Case Report | Open Access

Volume 2021 | Article ID 4177263 | https://doi.org/10.1155/2021/4177263

Acute Extrapyramidal Side Effects from Smoked Haloperidol

Angeline Pham,¹Joo-Young Lee,¹and Christopher W. T. Miller¹

Academic Editor: Erik J nsson

Received06 May 2021

Accepted27 Sept 2021

Published02 Oct 2021

Abstract

Introduction. Haloperidol is a dopamine receptor antagonist used to treat patients with psychotic disorders. Especially at high doses, haloperidol carries a higher risk of extrapyramidal symptoms (EPS) compared to second-generation antipsychotics. Few cases of haloperidol misuse are found in the medical literature. Case Presentation. We describe a patient with schizophrenia who smoked marijuana mixed with crushed haloperidol tablets.

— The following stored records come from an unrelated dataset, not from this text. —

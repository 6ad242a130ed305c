//! Integration tests: compound files are built in memory and parsed end to end.

use std::io::{Cursor, Write};

use cfb::CompoundFile;

use msgshell::config::ParserConfig;
use msgshell::{parse, parse_file, parse_with, Attachment, MsgError, RecipientRole};

/// Writes streams and storages into a fresh in-memory compound file.
struct Fixture {
    comp: CompoundFile<Cursor<Vec<u8>>>,
}

impl Fixture {
    fn new() -> Self {
        Self {
            comp: CompoundFile::create(Cursor::new(Vec::new())).unwrap(),
        }
    }

    fn storage(mut self, path: &str) -> Self {
        self.comp.create_storage(path).unwrap();
        self
    }

    fn stream(mut self, path: &str, data: &[u8]) -> Self {
        {
            let mut s = self.comp.create_stream(path).unwrap();
            s.write_all(data).unwrap();
        }
        self
    }

    fn unicode(self, path: &str, text: &str) -> Self {
        self.stream(path, &utf16(text))
    }

    fn finish(mut self) -> Vec<u8> {
        self.comp.flush().unwrap();
        self.comp.into_inner().into_inner()
    }
}

fn utf16(s: &str) -> Vec<u8> {
    s.encode_utf16().flat_map(u16::to_le_bytes).collect()
}

/// One fixed 8-byte record of a `__properties_version1.0` stream.
fn fixed8(tag: u16, type_code: u16, value: [u8; 8]) -> Vec<u8> {
    let mut out = ((u32::from(tag) << 16) | u32::from(type_code)).to_le_bytes().to_vec();
    out.extend_from_slice(&[0; 4]);
    out.extend_from_slice(&value);
    out
}

const JAN_1_2020_TICKS: i64 = 132_223_104_000_000_000;
const JAN_1_2020_MS: i64 = 1_577_836_800_000;

// ─── Test 1: Top-level fields ───────────────────────────────────────

#[test]
fn test_parse_basic_fields() {
    let bytes = Fixture::new()
        .unicode("/__substg1.0_001A001F", "IPM.Note")
        .unicode("/__substg1.0_0037001F", "Quarterly report")
        .unicode("/__substg1.0_0042001F", "Alice Example")
        .unicode("/__substg1.0_0C1F001F", "alice@example.com")
        .unicode("/__substg1.0_1000001F", "Numbers attached.")
        .unicode("/__substg1.0_1035001F", "<abc123@example.com>")
        .unicode(
            "/__substg1.0_007D001F",
            "Reply-To: \"Support Desk\" <support@example.com>\r\nSubject: Quarterly report\r\n",
        )
        .finish();

    let msg = parse(&bytes).unwrap();
    assert_eq!(msg.message_class(), "IPM.Note");
    assert_eq!(msg.subject(), Some("Quarterly report"));
    assert_eq!(msg.from_name(), Some("Alice Example"));
    assert_eq!(msg.from_email(), Some("alice@example.com"));
    assert_eq!(msg.body_text(), Some("Numbers attached."));
    assert_eq!(msg.message_id(), Some("<abc123@example.com>"));
    assert_eq!(msg.reply_to_name(), Some("Support Desk"));
    assert_eq!(msg.reply_to_email(), Some("support@example.com"));
    assert_eq!(msg.property_from_hex("0037").and_then(|v| v.as_text()), Some("Quarterly report"));
    assert!(msg.properties_as_hex().contains(&"0042".to_string()));
    assert!(msg.property_codes().contains(&0x1035));
}

// ─── Test 2: Recipients and roles ───────────────────────────────────

#[test]
fn test_parse_recipients_and_roles() {
    let bytes = Fixture::new()
        .unicode("/__substg1.0_0E04001F", "Jane Doe")
        .unicode("/__substg1.0_0E03001F", "John Roe")
        .storage("/__recip_version1.0_#00000000")
        .unicode("/__recip_version1.0_#00000000/__substg1.0_3001001F", "Jane Doe")
        .unicode("/__recip_version1.0_#00000000/__substg1.0_39FE001F", "jane@example.com")
        .storage("/__recip_version1.0_#00000001")
        .unicode("/__recip_version1.0_#00000001/__substg1.0_3001001F", "John Roe")
        .unicode(
            "/__recip_version1.0_#00000001/__substg1.0_3003001F",
            "/o=ExchangeLabs/ou=Exchange Administrative Group/cn=Recipients/cn=jroe",
        )
        .unicode("/__recip_version1.0_#00000001/__substg1.0_39FE001F", "john@example.com")
        .finish();

    let msg = parse(&bytes).unwrap();
    assert_eq!(msg.recipients().len(), 2);

    let to = msg.recipients_with_role(RecipientRole::To);
    assert_eq!(to.len(), 1);
    assert_eq!(to[0].to_string(), "Jane Doe <jane@example.com>");

    let cc = msg.cc_recipients();
    assert_eq!(cc.len(), 1);
    assert_eq!(cc[0].address(), Some("john@example.com"));
    assert!(cc[0].x500_address().is_some_and(|x| x.starts_with("/o=ExchangeLabs")));
    assert!(msg.bcc_recipients().is_empty());
}

// ─── Test 3: Name-only recipient falls back to its name ─────────────

#[test]
fn test_recipient_name_used_as_address() {
    let bytes = Fixture::new()
        .storage("/__recip_version1.0_#00000000")
        .unicode("/__recip_version1.0_#00000000/__substg1.0_3001001F", "bob@example.com")
        .finish();

    let msg = parse(&bytes).unwrap();
    let bob = &msg.recipients()[0];
    assert_eq!(bob.address(), Some("bob@example.com"));
    assert!(bob.name_was_used_as_address());
}

// ─── Test 4: Attachments and CID partition ──────────────────────────

#[test]
fn test_parse_attachments_and_cid_map() {
    let html = br#"<html><body><img src="cid:img1"></body></html>"#;
    let bytes = Fixture::new()
        .stream("/__substg1.0_10130102", html)
        .storage("/__attach_version1.0_#00000000")
        .unicode("/__attach_version1.0_#00000000/__substg1.0_3712001F", "img1")
        .unicode("/__attach_version1.0_#00000000/__substg1.0_3707001F", "logo.png")
        .unicode("/__attach_version1.0_#00000000/__substg1.0_370E001F", "image/png")
        .stream("/__attach_version1.0_#00000000/__substg1.0_37010102", b"\x89PNG\r\n")
        .storage("/__attach_version1.0_#00000001")
        .unicode("/__attach_version1.0_#00000001/__substg1.0_3704001F", "REPORT~1.PDF")
        .unicode("/__attach_version1.0_#00000001/__substg1.0_3707001F", "report.pdf")
        .stream("/__attach_version1.0_#00000001/__substg1.0_37010102", b"%PDF-1.4")
        .storage("/__attach_version1.0_#00000002")
        .unicode("/__attach_version1.0_#00000002/__substg1.0_3707001F", "empty.txt")
        .finish();

    let msg = parse(&bytes).unwrap();
    assert_eq!(msg.html_body(), Some(std::str::from_utf8(html).unwrap()));
    // The third attachment has no data and is dropped.
    assert_eq!(msg.attachments().len(), 2);

    let cids = msg.cid_map();
    assert_eq!(cids.len(), 1);
    assert_eq!(cids["img1"].long_filename(), Some("logo.png"));

    let real = msg.true_attachments();
    assert_eq!(real.len(), 1);
    let pdf = real[0].as_file().unwrap();
    assert_eq!(pdf.to_string(), "report.pdf");
    assert_eq!(pdf.filename(), Some("REPORT~1.PDF"));
    assert_eq!(pdf.size(), 8);
    assert_eq!(pdf.data(), b"%PDF-1.4");
}

// ─── Test 5: Nested messages and purge of empty ones ────────────────

#[test]
fn test_parse_nested_messages() {
    let bytes = Fixture::new()
        .unicode("/__substg1.0_0037001F", "Outer")
        .storage("/__attach_version1.0_#00000000")
        .storage("/__attach_version1.0_#00000000/__substg1.0_3701000D")
        .unicode("/__attach_version1.0_#00000000/__substg1.0_3701000D/__substg1.0_0037001F", "Inner")
        .storage("/__attach_version1.0_#00000000/__substg1.0_3701000D/__recip_version1.0_#00000000")
        .unicode(
            "/__attach_version1.0_#00000000/__substg1.0_3701000D/__recip_version1.0_#00000000/__substg1.0_3001001F",
            "Carol",
        )
        .storage("/__attach_version1.0_#00000001")
        .storage("/__attach_version1.0_#00000001/__substg1.0_3701000D")
        .unicode("/__attach_version1.0_#00000001/__substg1.0_3701000D/__substg1.0_0E04001F", "nobody")
        .finish();

    let msg = parse(&bytes).unwrap();
    assert_eq!(msg.subject(), Some("Outer"));
    assert_eq!(msg.attachments().len(), 1);
    let inner = msg.nested_messages()[0];
    assert_eq!(inner.subject(), Some("Inner"));
    assert_eq!(inner.recipients()[0].name(), Some("Carol"));
    assert!(matches!(msg.attachments()[0], Attachment::Nested(_)));
    // Outer recipients are not polluted by the inner ones.
    assert!(msg.recipients().is_empty());

    let keep_all = ParserConfig {
        purge_empty_nested: false,
        ..ParserConfig::default()
    };
    assert_eq!(parse_with(&bytes, &keep_all).unwrap().nested_messages().len(), 2);
}

// ─── Test 6: Properties stream with a truncated tail ────────────────

#[test]
fn test_parse_truncated_properties_stream() {
    let mut props = vec![0u8; 32];
    props.extend(fixed8(0x3007, 0x0040, JAN_1_2020_TICKS.to_le_bytes()));
    props.extend(fixed8(0x0E08, 0x0003, [0x10, 0, 0, 0, 0, 0, 0, 0]));
    // Header and flags of a time value whose payload is cut off.
    props.extend(fixed8(0x3008, 0x0040, [0; 8]).into_iter().take(10));

    let bytes = Fixture::new()
        .unicode("/__substg1.0_0037001F", "Timed")
        .stream("/__properties_version1.0", &props)
        .finish();

    let msg = parse(&bytes).unwrap();
    assert_eq!(msg.creation_date().map(|d| d.timestamp_millis()), Some(JAN_1_2020_MS));
    assert_eq!(msg.date(), msg.creation_date());
    assert_eq!(msg.last_modification_date(), None);
    assert!(msg.property(0x0E08).is_some());
}

// ─── Test 7: Date falls back to the transport headers ───────────────

#[test]
fn test_header_date_and_from_fallback() {
    let bytes = Fixture::new()
        .unicode(
            "/__substg1.0_007D001F",
            "From: Dave <dave@example.com>\r\nDate: Wed, 01 Jan 2020 00:00:00 +0000\r\n",
        )
        .finish();

    let msg = parse(&bytes).unwrap();
    assert_eq!(msg.date().map(|d| d.timestamp_millis()), Some(JAN_1_2020_MS));
    assert_eq!(msg.creation_date(), None);
    assert_eq!(msg.from_email(), Some("dave@example.com"));
}

// ─── Test 8: 8-bit strings use the configured code page ─────────────

#[test]
fn test_string8_code_page() {
    let bytes = Fixture::new()
        .stream("/__substg1.0_0037001E", b"Caf\xe9")
        .finish();

    assert_eq!(parse(&bytes).unwrap().subject(), Some("Café"));

    let cyrillic = ParserConfig {
        code_page: 1251,
        ..ParserConfig::default()
    };
    let bytes = Fixture::new()
        .stream("/__substg1.0_0037001E", b"\xcf\xf0\xe8\xe2\xe5\xf2")
        .finish();
    assert_eq!(parse_with(&bytes, &cyrillic).unwrap().subject(), Some("Привет"));
}

// ─── Test 9: Unreadable input ───────────────────────────────────────

#[test]
fn test_garbage_is_invalid_container() {
    let err = parse(b"this is not an OLE compound file").unwrap_err();
    assert!(matches!(err, MsgError::InvalidContainer(_)));
}

#[test]
fn test_parse_file_missing() {
    let dir = tempfile::tempdir().unwrap();
    let err = parse_file(&dir.path().join("absent.msg"), &ParserConfig::default()).unwrap_err();
    assert!(matches!(err, MsgError::FileNotFound(_)));
}

// ─── Test 10: File round trip through export ────────────────────────

#[test]
fn test_parse_file_and_export_attachments() {
    let bytes = Fixture::new()
        .unicode("/__substg1.0_0037001F", "With files")
        .storage("/__attach_version1.0_#00000000")
        .unicode("/__attach_version1.0_#00000000/__substg1.0_3707001F", "notes.txt")
        .stream("/__attach_version1.0_#00000000/__substg1.0_37010102", b"remember the milk")
        .finish();

    let dir = tempfile::tempdir().unwrap();
    let path = dir.path().join("sample.msg");
    std::fs::write(&path, &bytes).unwrap();

    let msg = parse_file(&path, &ParserConfig::default()).unwrap();
    let out = dir.path().join("out");
    let written = msgshell::export::attachment::export_all_attachments(&msg, &out).unwrap();
    assert_eq!(written, vec![out.join("notes.txt")]);
    assert_eq!(std::fs::read(&written[0]).unwrap(), b"remember the milk");
}

// ─── Test 11: Compressed RTF body and derived HTML ──────────────────

#[test]
fn test_compressed_rtf_plain_text_body() {
    let rtf = r"{\rtf1\ansi\ansicpg1252 Hello\par World}";
    let bytes = Fixture::new()
        .unicode("/__substg1.0_0037001F", "RTF only")
        .stream("/__substg1.0_10090102", &compressed_rtf::compress_rtf(rtf).unwrap())
        .finish();

    let msg = parse(&bytes).unwrap();
    assert_eq!(msg.body_rtf(), Some(rtf));
    assert_eq!(msg.body_html(), None);
    let html = msg.converted_body_html().unwrap();
    assert!(html.contains("Hello<br/>World"));
    assert_eq!(msg.html_body(), Some(html));

    let no_convert = ParserConfig {
        convert_rtf: false,
        ..ParserConfig::default()
    };
    let msg = parse_with(&bytes, &no_convert).unwrap();
    assert_eq!(msg.body_rtf(), Some(rtf));
    assert_eq!(msg.converted_body_html(), None);
}

#[test]
fn test_compressed_rtf_encapsulated_html() {
    let rtf = r"{\rtf1\ansi\fromhtml1 {\*\htmltag19 <html xmlns=x>}{\*\htmltag50 <body>}\htmlrtf {\htmlrtf0 Hi there{\*\htmltag58 </body>}{\*\htmltag27 </html>}}";
    let bytes = Fixture::new()
        .stream("/__substg1.0_10090102", &compressed_rtf::compress_rtf(rtf).unwrap())
        .finish();

    let msg = parse(&bytes).unwrap();
    assert_eq!(msg.body_rtf(), Some(rtf));
    assert_eq!(
        msg.converted_body_html(),
        Some("<html xmlns=x><body>Hi there</body></html>")
    );
}

#[test]
fn test_native_html_skips_conversion() {
    let bytes = Fixture::new()
        .stream("/__substg1.0_10130102", b"<html><body>native</body></html>")
        .stream(
            "/__substg1.0_10090102",
            &compressed_rtf::compress_rtf(r"{\rtf1 converted}").unwrap(),
        )
        .finish();

    let msg = parse(&bytes).unwrap();
    assert_eq!(msg.body_rtf(), Some(r"{\rtf1 converted}"));
    assert_eq!(msg.converted_body_html(), None);
    assert_eq!(msg.html_body(), Some("<html><body>native</body></html>"));
}

#[test]
fn test_compressed_rtf_uses_code_page() {
    let rtf = format!(r"{{\rtf1 {} price}}", char::from(0x80u8));
    let bytes = Fixture::new()
        .stream("/__substg1.0_10090102", &compressed_rtf::compress_rtf(&rtf).unwrap())
        .finish();

    let msg = parse(&bytes).unwrap();
    assert_eq!(msg.body_rtf(), Some(r"{\rtf1 € price}"));
    assert!(msg.converted_body_html().unwrap().contains("€ price"));
}

// ─── Test 12: Malformed RTF headers are skipped ─────────────────────

#[test]
fn test_oversized_uncompressed_rtf_is_skipped() {
    // MELA header announcing 1000 raw bytes with no payload behind it.
    let mut header = Vec::new();
    header.extend_from_slice(&12u32.to_le_bytes());
    header.extend_from_slice(&1000u32.to_le_bytes());
    header.extend_from_slice(b"MELA");
    header.extend_from_slice(&0u32.to_le_bytes());

    let bytes = Fixture::new()
        .unicode("/__substg1.0_0037001F", "Still readable")
        .stream("/__substg1.0_10090102", &header)
        .finish();

    let msg = parse(&bytes).unwrap();
    assert_eq!(msg.subject(), Some("Still readable"));
    assert_eq!(msg.body_rtf(), None);
    assert_eq!(msg.converted_body_html(), None);
    assert!(msg.property(0x1009).is_some());
}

After the smoking of cannabis and haloperidol, the patient presented to the emergency department (ED) with suicidal ideation, psychosis, and acute dystonia. With the administration of intramuscular diphenhydramine at the ED, the dystonia resolved in less than an hour. To our knowledge, this is the first report on haloperidol misuse by smoking. Conclusion. Clinicians should be aware that patients might misuse prescribed antipsychotics via unconventional routes, potentially combined with other substances.

1. Introduction

Haloperidol is a butyrophenone antipsychotic that has been widely used in the treatment of patients with psychotic disorders, such as schizophrenia. It is accepted that antagonism of dopamine (D2) receptors mainly accounts for the efficacy of haloperidol in reducing positive symptoms of schizophrenia [1]. High-potency first-generation antipsychotics (FGAs) such as haloperidol, especially when used at high doses and without coadministration of anticholinergics, carry a significant risk of developing extrapyramidal symptoms (EPS) including dystonia, Parkinsonism, akathisia, and tardive dyskinesia [2]. Widespread recreational use of haloperidol or other FGAs has not previously been reported. In contrast, second-generation antipsychotics (SGAs) have been widely misused or abused. This can be explained by the broader pharmacodynamic properties of SGAs, with their sedative and anxiolytic effects that may augment the desired effects of abused substances and limit the associated dysphoria [3].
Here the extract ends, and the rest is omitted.